(Dataset entries)
* * * *
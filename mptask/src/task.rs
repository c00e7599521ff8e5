//! # Task capability
//!
//! A task maps a rollout to a cost vector. The cost vector has a fixed
//! layout: element 0 is the total cost, followed by one element per cost
//! component, with `total = sum(components)`.

// ---------------------------------------------------------------------------
// IMPORTS
// ---------------------------------------------------------------------------

// External
use nalgebra::DVector;
use thiserror::Error;

// Internal
use crate::rollout::Rollout;
use mprim::TrajectoryError;

// ---------------------------------------------------------------------------
// ENUMERATIONS
// ---------------------------------------------------------------------------

/// Errors that can occur while constructing or evaluating a task.
#[derive(Debug, Error)]
pub enum TaskError {
    /// The viapoint and goal must have the same dimensionality.
    #[error("Viapoint dimensionality {viapoint} does not match goal dimensionality {goal}")]
    DimMismatch { viapoint: usize, goal: usize },

    /// The viapoint radius defines a zero-cost zone and cannot be negative.
    #[error("Viapoint radius must be non-negative, got {0}")]
    NegativeRadius(f64),

    /// The rollout table does not match the expected `1 + 4 * D` layout.
    #[error("Rollout has {found} columns but {expected} were expected for {n_dims} dimensions")]
    RolloutShapeMismatch {
        expected: usize,
        found: usize,
        n_dims: usize,
    },

    /// The rollout's dimensionality does not match the task's.
    #[error("Rollout dimensionality {found} does not match task dimensionality {expected}")]
    RolloutDimMismatch { expected: usize, found: usize },

    /// A target time lies beyond the last sample of the rollout.
    #[error("Time {0} is beyond the last sample of the rollout")]
    TimeOutOfRange(f64),

    /// Demonstration task parameters must be a single row, one value per
    /// dimension.
    #[error("Task parameters must be a single row of {expected} values")]
    TaskParamShapeMismatch { expected: usize },

    /// Demonstrations need a concrete viapoint time to pass through.
    #[error("Cannot generate a demonstration in minimum-distance mode")]
    DemonstrationRequiresTime,

    #[error("Error generating the demonstration trajectory: {0}")]
    Trajectory(#[from] TrajectoryError),

    /// A task file could not be read or written.
    #[error("Could not read or write task file: {0}")]
    Io(#[from] std::io::Error),

    /// A field of a task file could not be parsed as a number.
    #[error("Could not parse field {0} of task file")]
    ParseField(usize),

    /// A task file's field count does not fit the `2 * n_dims + 6` layout.
    #[error("Task file has {0} fields, which does not match the 2 * n_dims + 6 layout")]
    FieldCountMismatch(usize),
}

// ---------------------------------------------------------------------------
// TRAITS
// ---------------------------------------------------------------------------

/// A cost function over rollouts.
pub trait Task {
    /// Evaluate a rollout, producing a cost vector of length
    /// `1 + n_cost_components`.
    ///
    /// `sample` is the parameter sample which produced the rollout and
    /// `task_parameters` are optional per-rollout task parameters; both are
    /// passed through by the optimizer and may be ignored by tasks which do
    /// not use them.
    fn evaluate_rollout(
        &self,
        rollout: &Rollout,
        sample: &DVector<f64>,
        task_parameters: &DVector<f64>,
    ) -> Result<DVector<f64>, TaskError>;

    /// The number of cost components this task produces.
    fn n_cost_components(&self) -> usize;
}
* * * *
Wherever the word "dimensionality" turns up in a line of the entries above, copy that line.

▶ [Result below]:
    /// The viapoint and goal must have the same dimensionality.
    #[error("Viapoint dimensionality {viapoint} does not match goal dimensionality {goal}")]
    /// The rollout's dimensionality does not match the task's.
    #[error("Rollout dimensionality {found} does not match task dimensionality {expected}")]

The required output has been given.